Institut Teknologi Bandung (ITB) menyampaikan keprihatinan atas dugaan manipulasi riset yang menyeret nama peneliti Indonesia, Prihantini dan Rifaldy Putra, setelah materi penelitian yang dipresentasikan dalam konferensi internasional diduga merupakan hasil pemalsuan. Kasus tersebut belakangan ramai menjadi sorotan publik dan diperbincangkan di media sosial.
Dekan Fakultas Matematika dan Ilmu Pengetahuan Alam (FMIPA) ITB, Aep Patah, mengatakan pihak kampus prihatin atas dugaan tindakan fraud atau manipulasi riset yang dilakukan Prihantini dalam forum internasional tersebut.
"ITB menyampaikan keprihatinan atas sorotan dan perbincangan publik terhadap tindakan Prihantini yang diduga melakukan fraud atau manipulasi riset dalam sebuah konferensi internasional,” kata Aep dalam keterangan yang diterima, Kamis (28/5/2026).
Menyusun Tesis
Aep menjelaskan, Prihantini merupakan alumni program Magister FMIPA ITB angkatan 2020 dan telah menyelesaikan studinya pada 2022. Saat menempuh pendidikan magister di ITB, Prihantini diketahui menyusun tesis berjudul “Kajian Analitik Gelombang Air Akibat Longsoran pada Pantai Miring”.
Namun demikian, ITB menegaskan materi yang dipresentasikan Prihantini dalam konferensi internasional tersebut tidak berkaitan dengan tesis maupun aktivitas akademik di lingkungan kampus.

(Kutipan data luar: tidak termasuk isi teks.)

//! Character catalog: the entity type, the TTL cache that holds the current
//! snapshot, and the presentation helpers shared by every endpoint.

use std::collections::HashSet;
use std::sync::{Arc, LazyLock};

use rand::SeedableRng;
use rand::rngs::StdRng;
use rand::seq::SliceRandom;
use regex::Regex;
use serde::{Deserialize, Serialize};

use crate::constants::CATALOG_RETRY_MS;

/// A selectable character, identified by its tag.
#[derive(Clone, Debug, PartialEq, Eq, Hash, Serialize, Deserialize)]
pub struct CharacterEntity {
    /// Stable tag identifier, unique within a catalog.
    pub name: String,
    /// Number of posts carrying this tag. Snapshot files written by the tag
    /// harvester call this `posts`; older snapshots use `count`.
    #[serde(rename = "postCount", alias = "posts", alias = "count", default)]
    pub post_count: u64,
}

impl CharacterEntity {
    pub fn new(name: impl Into<String>, post_count: u64) -> Self {
        Self {
            name: name.into(),
            post_count,
        }
    }
}

/// In-memory catalog snapshot with a time-to-live.
///
/// A snapshot is only ever replaced by another non-empty snapshot: a failed or
/// empty reload keeps the previous one, so callers see stale data rather than
/// no data. Load attempts are spaced at least `retry_ms` apart whether or
/// not they succeed.
#[derive(Debug)]
pub struct CatalogCache {
    entities: Arc<[CharacterEntity]>,
    loaded_at: Option<u64>,
    last_attempt: Option<u64>,
    ttl_ms: u64,
    retry_ms: u64,
}

impl CatalogCache {
    pub fn new(ttl_ms: u64) -> Self {
        Self {
            entities: Arc::from(Vec::new()),
            loaded_at: None,
            last_attempt: None,
            ttl_ms,
            retry_ms: CATALOG_RETRY_MS.min(ttl_ms),
        }
    }

    pub fn with_retry_ms(mut self, retry_ms: u64) -> Self {
        self.retry_ms = retry_ms;
        self
    }

    /// Current snapshot. Empty only if no load has ever succeeded.
    pub fn entities(&self) -> Arc<[CharacterEntity]> {
        Arc::clone(&self.entities)
    }

    pub fn loaded_at(&self) -> Option<u64> {
        self.loaded_at
    }

    pub fn is_loaded(&self) -> bool {
        self.loaded_at.is_some()
    }

    pub fn len(&self) -> usize {
        self.entities.len()
    }

    pub fn is_empty(&self) -> bool {
        self.entities.is_empty()
    }

    pub fn ttl_ms(&self) -> u64 {
        self.ttl_ms
    }

    /// True when nothing is loaded yet or the snapshot is at least one TTL old,
    /// and no load was attempted in the last `retry_ms`.
    pub fn needs_refresh(&self, now_ms: u64) -> bool {
        if let Some(attempt) = self.last_attempt
            && now_ms.saturating_sub(attempt) < self.retry_ms
        {
            return false;
        }
        match self.loaded_at {
            None => true,
            Some(loaded) => now_ms.saturating_sub(loaded) >= self.ttl_ms,
        }
    }

    /// Record that a load is starting now.
    pub fn mark_attempt(&mut self, now_ms: u64) {
        self.last_attempt = Some(now_ms);
    }

    /// Install a freshly loaded entity list.
    ///
    /// Returns `false` (and leaves the cache untouched) when the list is empty.
    /// Duplicate names keep their first occurrence.
    pub fn replace(&mut self, entities: Vec<CharacterEntity>, now_ms: u64) -> bool {
        if entities.is_empty() {
            return false;
        }
        let mut seen = HashSet::with_capacity(entities.len());
        let unique: Vec<CharacterEntity> = entities
            .into_iter()
            .filter(|e| !e.name.is_empty() && seen.insert(e.name.clone()))
            .collect();
        if unique.is_empty() {
            return false;
        }
        self.entities = Arc::from(unique);
        self.loaded_at = Some(now_ms);
        true
    }
}

static QUALIFIER: LazyLock<Regex> =
    LazyLock::new(|| Regex::new(r"_\([^)]*\)").expect("qualifier pattern is valid"));

/// Human-readable name for a tag: `monkey_d._luffy_(one_piece)` → `Monkey D. Luffy`.
pub fn display_name(tag: &str) -> String {
    if tag.is_empty() {
        return "Unknown Character".to_string();
    }
    let stripped = QUALIFIER.replace_all(tag, "");
    stripped
        .trim()
        .replace('_', " ")
        .split(' ')
        .map(|word| {
            let mut chars = word.chars();
            match chars.next() {
                Some(first) => {
                    first.to_uppercase().collect::<String>() + &chars.as_str().to_lowercase()
                }
                None => String::new(),
            }
        })
        .collect::<Vec<_>>()
        .join(" ")
}

/// FNV-1a over the seed bytes, so equal seed strings shuffle identically
/// across processes and releases.
fn seed_hash(seed: &str) -> u64 {
    const OFFSET: u64 = 0xcbf2_9ce4_8422_2325;
    const PRIME: u64 = 0x0000_0100_0000_01b3;
    seed.bytes()
        .fold(OFFSET, |hash, b| (hash ^ u64::from(b)).wrapping_mul(PRIME))
}

/// Deterministically shuffle `items` for a client-supplied seed string.
pub fn seeded_shuffle<T>(items: &mut [T], seed: &str) {
    let mut rng = StdRng::seed_from_u64(seed_hash(seed));
    items.shuffle(&mut rng);
}

#[cfg(test)]
mod tests {
    use super::*;

    fn entities(names: &[&str]) -> Vec<CharacterEntity> {
        names
            .iter()
            .enumerate()
            .map(|(i, n)| CharacterEntity::new(*n, i as u64 * 10))
            .collect()
    }

    #[test]
    fn test_new_cache_is_empty_and_stale() {
        let cache = CatalogCache::new(1_000);
        assert!(cache.is_empty());
        assert!(!cache.is_loaded());
        assert!(cache.needs_refresh(0));
    }

    #[test]
    fn test_replace_sets_loaded_at() {
        let mut cache = CatalogCache::new(1_000);
        assert!(cache.replace(entities(&["a", "b"]), 500));
        assert_eq!(cache.loaded_at(), Some(500));
        assert_eq!(cache.len(), 2);
        assert!(!cache.needs_refresh(1_499));
        assert!(cache.needs_refresh(1_500));
    }

    #[test]
    fn test_empty_replace_keeps_previous_snapshot() {
        let mut cache = CatalogCache::new(1_000);
        cache.replace(entities(&["a", "b"]), 0);

        assert!(!cache.replace(Vec::new(), 5_000));
        assert_eq!(cache.loaded_at(), Some(0));
        assert_eq!(cache.entities().len(), 2);
    }

    #[test]
    fn test_failed_attempt_backs_off() {
        let mut cache = CatalogCache::new(1_000).with_retry_ms(100);
        cache.mark_attempt(0);
        assert!(!cache.needs_refresh(50));
        assert!(cache.needs_refresh(100));

        cache.replace(entities(&["a"]), 100);
        cache.mark_attempt(1_100);
        assert!(!cache.needs_refresh(1_150), "stale but recently attempted");
        assert!(cache.needs_refresh(1_200));
    }

    #[test]
    fn test_replace_drops_duplicate_and_blank_names() {
        let mut cache = CatalogCache::new(1_000);
        let mut list = entities(&["a", "b", "a"]);
        list.push(CharacterEntity::new("", 3));
        cache.replace(list, 0);

        let snapshot = cache.entities();
        let names: Vec<&str> = snapshot.iter().map(|e| e.name.as_str()).collect();
        assert_eq!(names, vec!["a", "b"]);
        assert_eq!(snapshot[0].post_count, 0);
    }

    #[test]
    fn test_entity_accepts_snapshot_field_names() {
        let from_posts: CharacterEntity =
            serde_json::from_str(r#"{"name":"x","types":["character"],"posts":12,"isCharacter":true}"#)
                .unwrap();
        assert_eq!(from_posts.post_count, 12);

        let from_count: CharacterEntity = serde_json::from_str(r#"{"name":"y","count":3}"#).unwrap();
        assert_eq!(from_count.post_count, 3);

        let missing: CharacterEntity = serde_json::from_str(r#"{"name":"z"}"#).unwrap();
        assert_eq!(missing.post_count, 0);
    }

    #[test]
    fn test_display_name() {
        assert_eq!(display_name("monkey_d._luffy_(one_piece)"), "Monkey D. Luffy");
        assert_eq!(display_name("TIFA_LOCKHART"), "Tifa Lockhart");
        assert_eq!(display_name("zelda"), "Zelda");
        assert_eq!(display_name(""), "Unknown Character");
    }

    #[test]
    fn test_seeded_shuffle_is_deterministic() {
        let mut a: Vec<u32> = (0..50).collect();
        let mut b: Vec<u32> = (0..50).collect();
        seeded_shuffle(&mut a, "session-1");
        seeded_shuffle(&mut b, "session-1");
        assert_eq!(a, b);

        let mut c: Vec<u32> = (0..50).collect();
        seeded_shuffle(&mut c, "session-2");
        assert_ne!(a, c, "different seeds should give different orders");

        let mut sorted = a.clone();
        sorted.sort();
        assert_eq!(sorted, (0..50).collect::<Vec<_>>());
    }
}
use rusqlite::Connection;

use crate::error::{Result, StoreError};

pub const SCHEMA_VERSION: i64 = 1;

pub fn initialize(conn: &Connection) -> Result<()> {
    conn.execute_batch("PRAGMA journal_mode = WAL;")?;
    conn.execute_batch("PRAGMA foreign_keys = ON;")?;
    // Concurrent interactions on the same row wait here instead of failing.
    conn.pragma_update(None, "busy_timeout", 5000)?;
    conn.pragma_update(None, "wal_autocheckpoint", 100)?;

    // Errors are non-fatal: in-memory DBs and fresh files legitimately fail this.
    if conn
        .execute_batch("PRAGMA wal_checkpoint(TRUNCATE);")
        .is_ok()
    {
        tracing::debug!("startup WAL checkpoint complete");
    }

    // Histograms are JSON objects keyed by bucket ("0".."23", "0".."6", device class).
    conn.execute_batch(
        "
        CREATE TABLE IF NOT EXISTS metadata (
            key   TEXT PRIMARY KEY,
            value TEXT NOT NULL
        );

        CREATE TABLE IF NOT EXISTS tag_preferences (
            user_id                   TEXT NOT NULL,
            tag                       TEXT NOT NULL,
            smash_count               INTEGER NOT NULL DEFAULT 0,
            pass_count                INTEGER NOT NULL DEFAULT 0,
            favorite_count            INTEGER NOT NULL DEFAULT 0,
            interaction_count         INTEGER NOT NULL DEFAULT 0,
            total_view_time           REAL NOT NULL DEFAULT 0,
            total_swipe_speed         REAL NOT NULL DEFAULT 0,
            total_session_swipe_value REAL NOT NULL DEFAULT 0,
            total_action_streak_value REAL NOT NULL DEFAULT 0,
            time_of_day_counts        TEXT NOT NULL DEFAULT '{}',
            day_of_week_counts        TEXT NOT NULL DEFAULT '{}',
            device_counts             TEXT NOT NULL DEFAULT '{}',
            affinity_score            INTEGER NOT NULL DEFAULT 0,
            last_interacted_at        TEXT,
            last_interaction_type     TEXT,
            last_affinity             INTEGER NOT NULL DEFAULT 0,
            PRIMARY KEY (user_id, tag)
        );

        CREATE INDEX IF NOT EXISTS idx_pref_user ON tag_preferences(user_id);
        ",
    )?;

    if let Some(found) = get_schema_version(conn)?
        && found > SCHEMA_VERSION
    {
        return Err(StoreError::InvalidData(format!(
            "database schema version {found} is newer than supported version {SCHEMA_VERSION}"
        )));
    }

    conn.execute(
        "INSERT OR REPLACE INTO metadata (key, value) VALUES ('schema_version', ?1)",
        [SCHEMA_VERSION.to_string()],
    )?;

    Ok(())
}

pub fn get_schema_version(conn: &Connection) -> Result<Option<i64>> {
    let mut stmt = conn.prepare("SELECT value FROM metadata WHERE key = 'schema_version'")?;
    let version = stmt
        .query_row([], |row| {
            let v: String = row.get(0)?;
            Ok(v.parse::<i64>().unwrap_or(0))
        })
        .ok();
    Ok(version)
}

#[cfg(test)]
mod tests {
    use super::*;

    #[test]
    fn test_initialize_creates_tables() {
        let conn = Connection::open_in_memory().unwrap();
        initialize(&conn).unwrap();

        for table in &["metadata", "tag_preferences"] {
            let count: i64 = conn
                .query_row(&format!("SELECT count(*) FROM {table}"), [], |row| {
                    row.get(0)
                })
                .unwrap();
            assert!(count >= 0, "table {table} should exist");
        }
    }

    #[test]
    fn test_schema_version_set() {
        let conn = Connection::open_in_memory().unwrap();
        initialize(&conn).unwrap();

        let version = get_schema_version(&conn).unwrap();
        assert_eq!(version, Some(SCHEMA_VERSION));
    }

    #[test]
    fn test_idempotent_initialize() {
        let conn = Connection::open_in_memory().unwrap();
        initialize(&conn).unwrap();
        initialize(&conn).unwrap();
    }

    #[test]
    fn test_newer_schema_rejected() {
        let conn = Connection::open_in_memory().unwrap();
        initialize(&conn).unwrap();
        conn.execute(
            "UPDATE metadata SET value = '99' WHERE key = 'schema_version'",
            [],
        )
        .unwrap();

        assert!(matches!(initialize(&conn), Err(StoreError::InvalidData(_))));
        assert_eq!(get_schema_version(&conn).unwrap(), Some(99));
    }

    #[test]
    fn test_busy_timeout_set() {
        let conn = Connection::open_in_memory().unwrap();
        initialize(&conn).unwrap();

        let timeout: i64 = conn
            .query_row("PRAGMA busy_timeout", [], |row| row.get(0))
            .unwrap();
        assert_eq!(timeout, 5000, "busy_timeout should be 5000ms");
    }

    #[test]
    fn test_primary_key_is_user_and_tag() {
        let conn = Connection::open_in_memory().unwrap();
        initialize(&conn).unwrap();

        conn.execute(
            "INSERT INTO tag_preferences (user_id, tag) VALUES ('u', 't')",
            [],
        )
        .unwrap();
        let dup = conn.execute(
            "INSERT INTO tag_preferences (user_id, tag) VALUES ('u', 't')",
            [],
        );
        assert!(dup.is_err(), "duplicate (user_id, tag) must be rejected");
        conn.execute(
            "INSERT INTO tag_preferences (user_id, tag) VALUES ('v', 't')",
            [],
        )
        .unwrap();
    }
}
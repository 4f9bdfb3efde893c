//! Catalog sources: where the character tag snapshot comes from.

use std::path::{Path, PathBuf};

use swipe_core::CharacterEntity;

use crate::error::{Result, StoreError};

/// Something that can produce the full character list on demand.
///
/// Implementations may fail; callers keep serving their previous snapshot.
pub trait CatalogSource: Send + Sync {
    fn load_catalog(&self) -> Result<Vec<CharacterEntity>>;

    /// Short human-readable origin, for logs.
    fn describe(&self) -> String;
}

/// A JSON snapshot on disk: an array of `{ "name": ..., "posts": ... }` objects.
#[derive(Debug, Clone)]
pub struct CatalogFile {
    path: PathBuf,
}

impl CatalogFile {
    pub fn new(path: impl Into<PathBuf>) -> Self {
        Self { path: path.into() }
    }

    pub fn path(&self) -> &Path {
        &self.path
    }
}

impl CatalogSource for CatalogFile {
    fn load_catalog(&self) -> Result<Vec<CharacterEntity>> {
        let raw = std::fs::read_to_string(&self.path)?;
        let value: serde_json::Value = serde_json::from_str(&raw)?;
        let serde_json::Value::Array(items) = value else {
            return Err(StoreError::InvalidData(format!(
                "{}: expected a JSON array of characters",
                self.path.display()
            )));
        };

        let mut entities = Vec::with_capacity(items.len());
        let mut skipped = 0usize;
        for item in items {
            match serde_json::from_value::<CharacterEntity>(item) {
                Ok(entity) if !entity.name.trim().is_empty() => entities.push(entity),
                _ => skipped += 1,
            }
        }
        if skipped > 0 {
            tracing::warn!(
                path = %self.path.display(),
                skipped,
                "skipped malformed catalog entries"
            );
        }
        tracing::debug!(path = %self.path.display(), count = entities.len(), "catalog file parsed");
        Ok(entities)
    }

    fn describe(&self) -> String {
        self.path.display().to_string()
    }
}

/// Fixed in-memory list. Handy for tests and one-off tools.
#[derive(Debug, Clone, Default)]
pub struct StaticCatalog {
    entities: Vec<CharacterEntity>,
}

impl StaticCatalog {
    pub fn new(entities: Vec<CharacterEntity>) -> Self {
        Self { entities }
    }
}

impl CatalogSource for StaticCatalog {
    fn load_catalog(&self) -> Result<Vec<CharacterEntity>> {
        Ok(self.entities.clone())
    }

    fn describe(&self) -> String {
        format!("static ({} entries)", self.entities.len())
    }
}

“Materi yang dipresentasikan yang bersangkutan dalam konferensi internasional tersebut tidak berkaitan dengan tesis maupun aktivitas akademik di ITB,” ujar Aep.
Proses Hukum
ITB juga menyatakan dugaan tindakan pemalsuan riset tersebut memiliki konsekuensi hukum apabila terbukti benar. Kampus, lanjut Aep, akan menghormati setiap proses hukum yang mungkin ditempuh terkait kasus tersebut.
“Jika terdapat proses hukum atas tindakan tersebut, maka ITB sangat menghormati upaya hukum dimaksud,” katanya.
ITB menegaskan komitmennya untuk terus menjaga dan memperkuat budaya akademik yang menjunjung tinggi integritas, khususnya dalam kegiatan penelitian ilmiah.
“ITB menegaskan komitmen untuk terus memperkuat budaya akademik, khususnya di ranah penelitian yang berintegritas dan bertanggung jawab,” lanjutnya.
viral
Sebelumnya, Prihantini dan Rifaldy Putra diduga memalsukan riset yang dipresentasikan dalam sebuah konferensi internasional di Kopenhagen, Denmark, pada 17 hingga 21 Mei 2026.
Dugaan manipulasi tersebut kemudian viral di media sosial dan menuai sorotan publik.